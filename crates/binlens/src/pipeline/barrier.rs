//! Ordering barrier
//!
//! Synthesis runs on several workers, but the output stream must keep the
//! envelopes' admission order. The barrier is one shared expected-sequence
//! counter behind a lock: a worker may publish only while the counter equals
//! its envelope's sequence, then advances it by one. Workers whose turn has
//! not come poll with short sleeps. Throughput is bounded by the slowest
//! earlier-sequenced envelope; that trade is accepted over a reorder buffer.

use std::time::Duration;

use tokio::sync::{Mutex, MutexGuard};

/// Poll interval while waiting for an earlier sequence to publish.
const POLL_INTERVAL: Duration = Duration::from_micros(50);

/// Sequence-preserving publication gate.
#[derive(Debug)]
pub struct OrderingBarrier {
    expected: Mutex<u64>,
}

impl OrderingBarrier {
    /// `first` is the first valid sequence index.
    pub fn new(first: u64) -> Self {
        Self {
            expected: Mutex::new(first),
        }
    }

    /// Wait until `sequence` is the next expected index. The returned ticket
    /// holds the barrier; publish while holding it, then call
    /// [`SequenceTicket::complete`] to pass the turn on.
    pub async fn acquire(&self, sequence: u64) -> SequenceTicket<'_> {
        loop {
            let slot = self.expected.lock().await;
            if *slot == sequence {
                return SequenceTicket { slot };
            }
            drop(slot);
            tokio::time::sleep(POLL_INTERVAL).await;
        }
    }
}

/// Exclusive right to publish the current sequence index.
pub struct SequenceTicket<'a> {
    slot: MutexGuard<'a, u64>,
}

impl SequenceTicket<'_> {
    /// Advance the barrier to the next sequence.
    pub fn complete(mut self) {
        *self.slot += 1;
    }
}
//! Event sources
//!
//! Two interchangeable providers yield the same ordered stream of decoded
//! binlog events: [`FileSource`] reads archived segment files, and
//! [`ReplicationSource`] attaches to a live server as a replica. Everything
//! downstream is shared between them.

pub mod file;
pub mod protocol;
pub mod repl;

use async_trait::async_trait;

use crate::binlog::event::{BinlogEvent, EventHeader};
use crate::common::error::Result;
use crate::common::position::{LogPosition, SEGMENT_BODY_START};

pub use file::FileSource;
pub use repl::{ReplicationConfig, ReplicationSource};

/// One decoded event together with the segment it came from.
#[derive(Debug)]
pub struct SourcedEvent {
    pub segment: String,
    pub header: EventHeader,
    pub event: BinlogEvent,
}

impl SourcedEvent {
    /// End position of this event — where the next event starts.
    pub fn position(&self) -> LogPosition {
        LogPosition::new(self.segment.clone(), self.header.end_position as u64)
    }
}

/// Where a source stops yielding events.
#[derive(Debug, Clone, Default)]
pub struct StopBound {
    /// Events at or past this position end the stream.
    pub position: Option<LogPosition>,
    /// Keep reading into subsequent segments. Without any stop bound
    /// configured the source reads exactly one segment.
    pub follow_segments: bool,
}

impl StopBound {
    /// True once `position` is at or past the stop position.
    pub fn reached(&self, position: &LogPosition) -> bool {
        self.position.as_ref().is_some_and(|stop| position >= stop)
    }

    /// True when a whole segment lies past the stop position.
    pub fn segment_out_of_range(&self, segment: &str) -> bool {
        self.reached(&LogPosition::new(segment, SEGMENT_BODY_START))
    }
}

/// An ordered producer of decoded binlog events. `Ok(None)` is clean end of
/// stream; errors are fatal to the stream, there is no retry.
#[async_trait]
pub trait EventSource: Send {
    async fn next_event(&mut self) -> Result<Option<SourcedEvent>>;
}

#[cfg(test)]
mod tests {
    use super::*;

    #[test]
    fn test_stop_bound_reached() {
        let stop = StopBound {
            position: Some(LogPosition::new("mysql-bin.000002", 500)),
            follow_segments: true,
        };
        assert!(!stop.reached(&LogPosition::new("mysql-bin.000002", 499)));
        assert!(stop.reached(&LogPosition::new("mysql-bin.000002", 500)));
        assert!(stop.reached(&LogPosition::new("mysql-bin.000003", 4)));
        assert!(!stop.segment_out_of_range("mysql-bin.000002"));
        assert!(stop.segment_out_of_range("mysql-bin.000003"));

        let open = StopBound::default();
        assert!(!open.reached(&LogPosition::new("mysql-bin.999999", u64::MAX)));
    }
}
/// MySQL packed DECIMAL: groups of nine decimal digits per four bytes, sign
/// bit stored inverted, negative values stored as complement.
fn decode_decimal(b: &mut Body<'_>, precision: usize, scale: usize) -> Result<String> {
    fn group_bytes(digits: usize) -> usize {
        match digits {
            0 => 0,
            1..=2 => 1,
            3..=4 => 2,
            5..=6 => 3,
            _ => 4,
        }
    }

    let int_digits = precision.saturating_sub(scale);
    let int_words = int_digits / 9;
    let int_rest = int_digits % 9;
    let frac_words = scale / 9;
    let frac_rest = scale % 9;

    let total =
        group_bytes(int_rest) + int_words * 4 + frac_words * 4 + group_bytes(frac_rest);
    let mut raw = b.take(total)?.to_vec();

    let negative = raw[0] & 0x80 == 0;
    raw[0] ^= 0x80;
    if negative {
        for byte in raw.iter_mut() {
            *byte = !*byte;
        }
    }

    let mut r = Body::new(&raw);
    let mut out = String::new();
    if negative {
        out.push('-');
    }

    let mut int_part = String::new();
    if group_bytes(int_rest) > 0 {
        let v = r.uint_be(group_bytes(int_rest))?;
        if v > 0 || int_words == 0 {
            int_part.push_str(&v.to_string());
        }
    }
    for _ in 0..int_words {
        let v = r.uint_be(4)?;
        if int_part.is_empty() {
            if v != 0 {
                int_part.push_str(&v.to_string());
            }
        } else {
            int_part.push_str(&format!("{v:09}"));
        }
    }
    if int_part.is_empty() {
        int_part.push('0');
    }
    out.push_str(&int_part);

    if scale > 0 {
        out.push('.');
        for _ in 0..frac_words {
            out.push_str(&format!("{:09}", r.uint_be(4)?));
        }
        if group_bytes(frac_rest) > 0 {
            let v = r.uint_be(group_bytes(frac_rest))?;
            out.push_str(&format!("{v:0width$}", width = frac_rest));
        }
    }

    Ok(out)
}

fn decode_query(body: &[u8]) -> Result<QueryStatement> {
    let mut b = Body::new(body);
    let thread_id = b.u32_le()?;
    b.skip(4)?; // exec time
    let db_len = b.u8()? as usize;
    b.skip(2)?; // error code
    let status_len = b.u16_le()? as usize;
    b.skip(status_len)?;
    let database = String::from_utf8_lossy(b.take(db_len)?).to_string();
    b.skip(1)?; // nul
    let query = String::from_utf8_lossy(b.take(b.remaining())?).to_string();
    Ok(QueryStatement {
        thread_id,
        database,
        query,
    })
}
//! Event classifier and transaction tracker
//!
//! The single sequential stage between a source and the concurrent rest of
//! the pipeline. For every event, in log order: track the latest table-map
//! position, apply the filters, update the transaction tracker, admit
//! qualifying row events as envelopes (assigning their sequence index), and
//! emit a statistics record. Shared unchanged by both source implementations.

use std::sync::Arc;

use tokio::sync::mpsc;
use tracing::{debug, info, trace};

use crate::binlog::event::{BinlogEvent, RowKind, RowsChange};
use crate::common::error::Result;
use crate::common::filter::{EventFilter, FilterDecision};
use crate::common::transaction::TransactionTracker;
use crate::pipeline::envelope::{EventEnvelope, StatKind, StatsRecord};
use crate::schema::store::SchemaStore;
use crate::source::{EventSource, SourcedEvent};

/// Classifier over one event source.
pub struct Classifier {
    filter: EventFilter,
    schema: Arc<SchemaStore>,
    /// Row envelopes are only built when SQL output is requested.
    emit_rows: bool,
    envelope_tx: Option<mpsc::Sender<EventEnvelope>>,
    stats_tx: mpsc::Sender<StatsRecord>,
    tracker: TransactionTracker,
    table_map_offset: u64,
    sequence: u64,
}

impl Classifier {
    pub fn new(
        filter: EventFilter,
        schema: Arc<SchemaStore>,
        envelope_tx: Option<mpsc::Sender<EventEnvelope>>,
        stats_tx: mpsc::Sender<StatsRecord>,
    ) -> Self {
        Self {
            filter,
            schema,
            emit_rows: envelope_tx.is_some(),
            envelope_tx,
            stats_tx,
            tracker: TransactionTracker::new(),
            table_map_offset: 0,
            sequence: 0,
        }
    }

    /// Drain `source` to completion. Returns the number of admitted
    /// envelopes. Dropping the held senders on return is what tells the
    /// downstream stages the stream is over.
    pub async fn run(mut self, mut source: Box<dyn EventSource>) -> Result<u64> {
        while let Some(event) = source.next_event().await? {
            if !self.process(event).await {
                break;
            }
        }
        info!(envelopes = self.sequence, "classifier finished");
        Ok(self.sequence)
    }

    /// Handle one event; false ends the stream (terminal filter hit or a
    /// closed downstream).
    async fn process(&mut self, sourced: SourcedEvent) -> bool {
        let position = sourced.position();

        // Row events replay from the structural event that declared their
        // table, so remember where the latest one started.
        if let BinlogEvent::TableMap(_) = sourced.event {
            self.table_map_offset = sourced.header.start_position() as u64;
        }

        match self
            .filter
            .check_window(sourced.header.timestamp, &position)
        {
            FilterDecision::Accept => {}
            FilterDecision::SkipContinue => return true,
            FilterDecision::SkipTerminal => {
                debug!(%position, "terminal filter bound reached");
                return false;
            }
        }

        let header = &sourced.header;
        match &sourced.event {
            BinlogEvent::Query(query) => {
                self.tracker.observe_statement(&query.query);
                self.emit_query_stat(
                    header.timestamp,
                    &sourced.segment,
                    header.start_position() as u64,
                    header.end_position as u64,
                    &query.database,
                    &query.query,
                )
                .await
            }
            BinlogEvent::Gtid(_) => {
                // A GTID event opens a transaction group like BEGIN would.
                self.tracker.observe_statement("begin");
                self.emit_query_stat(
                    header.timestamp,
                    &sourced.segment,
                    header.start_position() as u64,
                    header.end_position as u64,
                    "",
                    "begin",
                )
                .await
            }
            BinlogEvent::Xid(_) => {
                self.tracker.observe_statement("commit");
                self.emit_query_stat(
                    header.timestamp,
                    &sourced.segment,
                    header.start_position() as u64,
                    header.end_position as u64,
                    "",
                    "commit",
                )
                .await
            }
            BinlogEvent::WriteRows(rows) => {
                self.process_rows(RowKind::Insert, rows, &sourced).await
            }
            BinlogEvent::UpdateRows(rows) => {
                self.process_rows(RowKind::Update, rows, &sourced).await
            }
            BinlogEvent::DeleteRows(rows) => {
                self.process_rows(RowKind::Delete, rows, &sourced).await
            }
            // Table maps were handled above; rotations, format descriptions
            // and heartbeats carry nothing for the pipeline.
            _ => true,
        }
    }

    async fn process_rows(
        &mut self,
        kind: RowKind,
        rows: &RowsChange,
        sourced: &SourcedEvent,
    ) -> bool {
        if !self.filter.accepts_table(&rows.database, &rows.table) {
            trace!(
                table = %format!("{}.{}", rows.database, rows.table),
                "row event filtered out"
            );
            return true;
        }
        if !self.filter.accepts_kind(kind) {
            return true;
        }

        let status = self.tracker.observe_rows();
        // Updates decode as before/after pairs, so len() is the statement's
        // affected-row count for every kind.
        let row_count = rows.rows.len() as u64;

        if self.emit_rows && self.schema.contains_table(&rows.database, &rows.table) {
            self.sequence += 1;
            let envelope = EventEnvelope {
                sequence: self.sequence,
                position: sourced.position(),
                start_offset: self.table_map_offset,
                database: rows.database.clone(),
                table: rows.table.clone(),
                kind,
                rows: rows.rows.clone(),
                row_count,
                timestamp: sourced.header.timestamp,
                trx_index: self.tracker.index(),
                trx_status: status,
            };
            if let Some(tx) = &self.envelope_tx {
                if tx.send(envelope).await.is_err() {
                    return false;
                }
            }
        } else if self.emit_rows {
            // Unknown table (likely dropped since): no row output, but the
            // event still counts in statistics.
            trace!(
                table = %format!("{}.{}", rows.database, rows.table),
                "no table definition, dropping from row output"
            );
        }

        self.stats_tx
            .send(StatsRecord {
                timestamp: sourced.header.timestamp,
                segment: sourced.segment.clone(),
                start_offset: self.table_map_offset,
                stop_offset: sourced.header.end_position as u64,
                database: rows.database.clone(),
                table: rows.table.clone(),
                kind: StatKind::from(kind),
                row_count,
                query: String::new(),
            })
            .await
            .is_ok()
    }

    async fn emit_query_stat(
        &mut self,
        timestamp: u32,
        segment: &str,
        start_offset: u64,
        stop_offset: u64,
        database: &str,
        query: &str,
    ) -> bool {
        self.stats_tx
            .send(StatsRecord {
                timestamp,
                segment: segment.to_string(),
                start_offset,
                stop_offset,
                database: database.to_string(),
                table: String::new(),
                kind: StatKind::Query,
                row_count: 0,
                query: query.to_string(),
            })
            .await
            .is_ok()
    }
}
********
■ **Problem to solve**: Above are the records. Copy the lines beginning at the one that has "let frac_words = scale / 9;" and ending with the one that has "database = String::from_utf8_lossy(b.take(db_len)?).to_string();", unchanged.

■ **Answer below**:
    let frac_words = scale / 9;
    let frac_rest = scale % 9;

    let total =
        group_bytes(int_rest) + int_words * 4 + frac_words * 4 + group_bytes(frac_rest);
    let mut raw = b.take(total)?.to_vec();

    let negative = raw[0] & 0x80 == 0;
    raw[0] ^= 0x80;
    if negative {
        for byte in raw.iter_mut() {
            *byte = !*byte;
        }
    }

    let mut r = Body::new(&raw);
    let mut out = String::new();
    if negative {
        out.push('-');
    }

    let mut int_part = String::new();
    if group_bytes(int_rest) > 0 {
        let v = r.uint_be(group_bytes(int_rest))?;
        if v > 0 || int_words == 0 {
            int_part.push_str(&v.to_string());
        }
    }
    for _ in 0..int_words {
        let v = r.uint_be(4)?;
        if int_part.is_empty() {
            if v != 0 {
                int_part.push_str(&v.to_string());
            }
        } else {
            int_part.push_str(&format!("{v:09}"));
        }
    }
    if int_part.is_empty() {
        int_part.push('0');
    }
    out.push_str(&int_part);

    if scale > 0 {
        out.push('.');
        for _ in 0..frac_words {
            out.push_str(&format!("{:09}", r.uint_be(4)?));
        }
        if group_bytes(frac_rest) > 0 {
            let v = r.uint_be(group_bytes(frac_rest))?;
            out.push_str(&format!("{v:0width$}", width = frac_rest));
        }
    }

    Ok(out)
}

fn decode_query(body: &[u8]) -> Result<QueryStatement> {
    let mut b = Body::new(body);
    let thread_id = b.u32_le()?;
    b.skip(4)?; // exec time
    let db_len = b.u8()? as usize;
    b.skip(2)?; // error code
    let status_len = b.u16_le()? as usize;
    b.skip(status_len)?;
    let database = String::from_utf8_lossy(b.take(db_len)?).to_string();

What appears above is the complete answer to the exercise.